**Task to complete**
Reply with nothing but the number of lines in the data below where the word "height" occurs.

[Stored data]
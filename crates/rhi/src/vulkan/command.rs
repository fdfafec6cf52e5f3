//! Command pool and command buffer management.
//!
//! - [`CommandPool`] owns a `VkCommandPool` for the graphics queue family
//! - [`CommandBuffer`] wraps a primary `VkCommandBuffer` with the recording
//!   calls the renderer issues
//!
//! Recording into buffers from one pool must be externally synchronized; the
//! renderer records from the thread driving the frame loop only.

use std::sync::Arc;

use ash::vk;
use tracing::info;

use super::device::Device;
use crate::error::RhiResult;

/// Vulkan command pool wrapper.
///
/// Created with `RESET_COMMAND_BUFFER`, so every frame slot resets its own
/// buffer without touching the others.
pub struct CommandPool {
    device: Arc<Device>,
    pool: vk::CommandPool,
    queue_family_index: u32,
}

impl CommandPool {
    /// Creates a new command pool for the specified queue family.
    ///
    /// # Errors
    ///
    /// Returns an error if command pool creation fails.
    pub fn new(device: Arc<Device>, queue_family_index: u32) -> RhiResult<Self> {
        let create_info = vk::CommandPoolCreateInfo::default()
            .queue_family_index(queue_family_index)
            .flags(vk::CommandPoolCreateFlags::RESET_COMMAND_BUFFER);

        let pool = unsafe { device.handle().create_command_pool(&create_info, None)? };

        info!(
            "Command pool created for queue family {}",
            queue_family_index
        );

        Ok(Self {
            device,
            pool,
            queue_family_index,
        })
    }

    #[inline]
    pub fn handle(&self) -> vk::CommandPool {
        self.pool
    }

    /// Allocates a primary command buffer from this pool.
    ///
    /// The buffer is freed together with the pool.
    ///
    /// # Errors
    ///
    /// Returns an error if allocation fails.
    pub fn allocate(&self) -> RhiResult<CommandBuffer> {
        let alloc_info = vk::CommandBufferAllocateInfo::default()
            .command_pool(self.pool)
            .level(vk::CommandBufferLevel::PRIMARY)
            .command_buffer_count(1);

        let buffers = unsafe { self.device.handle().allocate_command_buffers(&alloc_info)? };
        let buffer = buffers
            .first()
            .copied()
            .ok_or(vk::Result::ERROR_OUT_OF_HOST_MEMORY)?;

        Ok(CommandBuffer {
            device: self.device.clone(),
            buffer,
        })
    }
}

impl Drop for CommandPool {
    fn drop(&mut self) {
        unsafe {
            self.device.handle().destroy_command_pool(self.pool, None);
        }
        info!(
            "Command pool destroyed for queue family {}",
            self.queue_family_index
        );
    }
}

/// Primary command buffer.
///
/// Does not own the `VkCommandBuffer`: the handle is released when the
/// owning [`CommandPool`] is destroyed.
pub struct CommandBuffer {
    device: Arc<Device>,
    buffer: vk::CommandBuffer,
}

impl CommandBuffer {
    #[inline]
    pub fn handle(&self) -> vk::CommandBuffer {
        self.buffer
    }

    /// Resets the buffer and begins one-time-submit recording.
    ///
    /// # Errors
    ///
    /// Returns an error if the reset or begin call fails.
    pub fn begin(&mut self) -> RhiResult<()> {
        let begin_info = vk::CommandBufferBeginInfo::default()
            .flags(vk::CommandBufferUsageFlags::ONE_TIME_SUBMIT);

        unsafe {
            self.device
                .handle()
                .reset_command_buffer(self.buffer, vk::CommandBufferResetFlags::empty())?;
            self.device
                .handle()
                .begin_command_buffer(self.buffer, &begin_info)?;
        }
        Ok(())
    }

    /// Ends recording; the buffer is then ready for submission.
    ///
    /// # Errors
    ///
    /// Returns an error if the buffer was not recording.
    pub fn end(&mut self) -> RhiResult<()> {
        unsafe {
            self.device.handle().end_command_buffer(self.buffer)?;
        }
        Ok(())
    }

    // =========================================================================
    // Dynamic Rendering (Vulkan 1.3)
    // =========================================================================

    pub fn begin_rendering(&mut self, rendering_info: &vk::RenderingInfo<'_>) {
        unsafe {
            self.device
                .handle()
                .cmd_begin_rendering(self.buffer, rendering_info);
        }
    }

    pub fn end_rendering(&mut self) {
        unsafe {
            self.device.handle().cmd_end_rendering(self.buffer);
        }
    }

    pub fn set_viewport(&mut self, viewport: vk::Viewport) {
        unsafe {
            self.device
                .handle()
                .cmd_set_viewport(self.buffer, 0, &[viewport]);
        }
    }

    pub fn set_scissor(&mut self, scissor: vk::Rect2D) {
        unsafe {
            self.device
                .handle()
                .cmd_set_scissor(self.buffer, 0, &[scissor]);
        }
    }

    // =========================================================================
    // Drawing
    // =========================================================================

    pub fn bind_graphics_pipeline(&mut self, pipeline: vk::Pipeline) {
        unsafe {
            self.device.handle().cmd_bind_pipeline(
                self.buffer,
                vk::PipelineBindPoint::GRAPHICS,
                pipeline,
            );
        }
    }

    /// Binds `buffer` at offset 0 to vertex input binding 0.
    pub fn bind_vertex_buffer(&mut self, buffer: vk::Buffer) {
        unsafe {
            self.device
                .handle()
                .cmd_bind_vertex_buffers(self.buffer, 0, &[buffer], &[0]);
        }
    }

    /// Updates push constant data from a `Pod` value.
    pub fn push_constants<T: bytemuck::Pod>(
        &mut self,
        layout: vk::PipelineLayout,
        stages: vk::ShaderStageFlags,
        offset: u32,
        data: &T,
    ) {
        unsafe {
            self.device.handle().cmd_push_constants(
                self.buffer,
                layout,
                stages,
                offset,
                bytemuck::bytes_of(data),
            );
        }
    }

    /// Non-instanced draw.
    pub fn draw(&mut self, vertex_count: u32, first_vertex: u32) {
        unsafe {
            self.device
                .handle()
                .cmd_draw(self.buffer, vertex_count, 1, first_vertex, 0);
        }
    }

    // =========================================================================
    // Synchronization and transfer
    // =========================================================================

    pub fn pipeline_barrier(
        &mut self,
        src_stage: vk::PipelineStageFlags,
        dst_stage: vk::PipelineStageFlags,
        image_barriers: &[vk::ImageMemoryBarrier<'_>],
    ) {
        unsafe {
            self.device.handle().cmd_pipeline_barrier(
                self.buffer,
                src_stage,
                dst_stage,
                vk::DependencyFlags::empty(),
                &[],
                &[],
                image_barriers,
            );
        }
    }

    pub fn copy_buffer(&mut self, src: vk::Buffer, dst: vk::Buffer, size: vk::DeviceSize) {
        let region = vk::BufferCopy::default().size(size);
        unsafe {
            self.device
                .handle()
                .cmd_copy_buffer(self.buffer, src, dst, &[region]);
        }
    }

    /// Scaled copy between images in `TRANSFER_SRC`/`TRANSFER_DST` layouts.
    pub fn blit_image(
        &mut self,
        src: vk::Image,
        dst: vk::Image,
        region: vk::ImageBlit,
        filter: vk::Filter,
    ) {
        unsafe {
            self.device.handle().cmd_blit_image(
                self.buffer,
                src,
                vk::ImageLayout::TRANSFER_SRC_OPTIMAL,
                dst,
                vk::ImageLayout::TRANSFER_DST_OPTIMAL,
                &[region],
                filter,
            );
        }
    }
}

/// Blit region covering the whole color subresource of both images.
pub fn full_blit_region(src_extent: vk::Extent2D, dst_extent: vk::Extent2D) -> vk::ImageBlit {
    let layers = vk::ImageSubresourceLayers::default()
        .aspect_mask(vk::ImageAspectFlags::COLOR)
        .mip_level(0)
        .base_array_layer(0)
        .layer_count(1);

    vk::ImageBlit::default()
        .src_subresource(layers)
        .src_offsets([vk::Offset3D::default(), extent_to_offset(src_extent)])
        .dst_subresource(layers)
        .dst_offsets([vk::Offset3D::default(), extent_to_offset(dst_extent)])
}

fn extent_to_offset(extent: vk::Extent2D) -> vk::Offset3D {
    vk::Offset3D {
        x: extent.width as i32,
        y: extent.height as i32,
        z: 1,
    }
}

#[cfg(test)]
mod tests {
    use super::*;

    #[test]
    fn test_full_blit_region_scales() {
        let region = full_blit_region(
            vk::Extent2D {
                width: 800,
                height: 600,
            },
            vk::Extent2D {
                width: 1920,
                height: 1080,
            },
        );
        assert_eq!(region.src_offsets[1].x, 800);
        assert_eq!(region.src_offsets[1].y, 600);
        assert_eq!(region.dst_offsets[1].x, 1920);
        assert_eq!(region.dst_offsets[1].z, 1);
        assert_eq!(region.src_offsets[0], vk::Offset3D::default());
    }

    #[test]
    fn test_command_buffer_is_send() {
        fn assert_send<T: Send>() {}
        assert_send::<CommandBuffer>();
    }
}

**Exercise solution**
3